Police forces across the province will be on the lookout for impaired drivers in Saskatchewan Government Insurance’s traffic spotlight for January.

SGI says it is focusing on both alcohol and drug-impaired driving since the legalization of marijuana in October.

New provincial legislation introduced in September included a zero-tolerance policy for drug-impaired driving. Federal laws now allow police to demand a roadside breath sample from any lawfully stopped driver.

“Prevention and deterrent is key,” said Insp. Corey Lindskog with the Regina Police Service. “People know we are out enforcing this and we can ask for a breath sample like that. That’s a message saying don’t drink at all. Plan a safe ride home and be responsible.”
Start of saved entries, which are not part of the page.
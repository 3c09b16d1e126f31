//! Observability infrastructure for the gateway
//!
//! Prometheus metrics for resolution-cache behavior, upstream API errors,
//! slow-query detections and tool usage, exposed through the server's
//! `/metrics` endpoint.

use prometheus::{
    register_int_counter, register_int_counter_vec, register_int_gauge, IntCounter, IntCounterVec,
    IntGauge,
};
use std::sync::OnceLock;

/// Global metrics instance (registered once)
static GLOBAL_METRICS: OnceLock<GatewayMetricsInner> = OnceLock::new();

struct GatewayMetricsInner {
    resolution_cache_hits: IntCounter,
    resolution_cache_misses: IntCounter,
    resolution_failures: IntCounter,
    api_errors: IntCounter,
    slow_queries_detected: IntCounter,
    tool_invocations: IntCounterVec,
    applications_in_roster: IntGauge,
}

impl GatewayMetricsInner {
    fn new() -> Self {
        Self {
            resolution_cache_hits: register_int_counter!(
                "newrelic_gateway_resolution_cache_hits_total",
                "Application name resolutions served from the cache"
            )
            .expect("Failed to register resolution_cache_hits"),

            resolution_cache_misses: register_int_counter!(
                "newrelic_gateway_resolution_cache_misses_total",
                "Application name resolutions that required a matcher call"
            )
            .expect("Failed to register resolution_cache_misses"),

            resolution_failures: register_int_counter!(
                "newrelic_gateway_resolution_failures_total",
                "Application name resolutions that failed"
            )
            .expect("Failed to register resolution_failures"),

            api_errors: register_int_counter!(
                "newrelic_gateway_api_errors_total",
                "Failed requests to New Relic endpoints"
            )
            .expect("Failed to register api_errors"),

            slow_queries_detected: register_int_counter!(
                "newrelic_gateway_slow_queries_detected_total",
                "Database operations whose average query time exceeded the threshold"
            )
            .expect("Failed to register slow_queries_detected"),

            tool_invocations: register_int_counter_vec!(
                "newrelic_gateway_tool_invocations_total",
                "Tool invocations received over the MCP transport",
                &["tool"]
            )
            .expect("Failed to register tool_invocations"),

            applications_in_roster: register_int_gauge!(
                "newrelic_gateway_applications_in_roster",
                "Applications currently held in the roster snapshot"
            )
            .expect("Failed to register applications_in_roster"),
        }
    }
}

/// Gateway metrics for Prometheus exposition
///
/// A lightweight handle to the global metrics instance; clones share the
/// same underlying metrics.
#[derive(Clone)]
pub struct GatewayMetrics {
    _private: (),
}

impl Default for GatewayMetrics {
    fn default() -> Self {
        Self::new()
    }
}

impl GatewayMetrics {
    /// Create a new metrics handle (initializes global metrics if needed)
    pub fn new() -> Self {
        GLOBAL_METRICS.get_or_init(GatewayMetricsInner::new);
        Self { _private: () }
    }

    fn inner(&self) -> &GatewayMetricsInner {
        GLOBAL_METRICS.get().expect("Metrics not initialized")
    }

    pub fn inc_cache_hit(&self) {
        self.inner().resolution_cache_hits.inc();
    }

    pub fn inc_cache_miss(&self) {
        self.inner().resolution_cache_misses.inc();
    }

    pub fn inc_resolution_failure(&self) {
        self.inner().resolution_failures.inc();
    }

    pub fn inc_api_error(&self) {
        self.inner().api_errors.inc();
    }

    pub fn add_slow_queries(&self, count: u64) {
        self.inner().slow_queries_detected.inc_by(count);
    }

    pub fn inc_tool_invocation(&self, tool: &str) {
        self.inner().tool_invocations.with_label_values(&[tool]).inc();
    }

    pub fn set_roster_size(&self, count: i64) {
        self.inner().applications_in_roster.set(count);
    }
}

#[cfg(test)]
mod tests {
    use super::*;

    #[test]
    fn test_gateway_metrics_handle() {
        // Metrics register against the global registry once; the handle
        // is cheap and observations must not panic.
        let metrics = GatewayMetrics::new();

        metrics.inc_cache_hit();
        metrics.inc_cache_miss();
        metrics.inc_resolution_failure();
        metrics.inc_api_error();
        metrics.add_slow_queries(3);
        metrics.inc_tool_invocation("get_newrelic_apm_metrics");
        metrics.set_roster_size(12);
    }
}
//! Gateway library for the New Relic MCP server
//!
//! This crate provides the core functionality for:
//! - Application name resolution with a process-lifetime cache
//! - Shaping of faceted query results into structured summaries
//! - REST, Insights and GraphQL access to New Relic
//! - Health checks and observability

pub mod client;
pub mod error;
pub mod gateway;
pub mod health;
pub mod models;
pub mod nrql;
pub mod observability;
pub mod resolver;
pub mod shaper;

pub use client::{Endpoints, NewRelicClient};
pub use error::GatewayError;
pub use gateway::Gateway;
pub use health::{
    ComponentHealth, ComponentStatus, HealthRegistry, HealthResponse, ReadinessResponse,
};
pub use models::*;
pub use observability::GatewayMetrics;
pub use resolver::{AppResolver, ApplicationMatcher, LlmMatcher, NameSimilarityMatcher};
Mothers Against Drunk Driving has been lobbying for a change like this one and the group believes it will be effective in making roads safer.

“We actually expect to see a 20 per cent drop in the number of impaired drivers on our roads next year,” Michelle Okere with MADD said. “That ends up being 200 lives saved and 12,000 injuries prevented on our roads in Canada.”

According to SGI, impaired driving is still the leading cause of death on roads in Saskatchewan. Thirty-nine per cent of traffic fatalities involved impaired drivers in 2017.

Driving high comes with the same penalties as alcohol-impaired driving, including roadside suspensions, licence suspensions, criminal charges, vehicle seizures and mandatory enrollment in SGI’s Driving Without Impairment education program.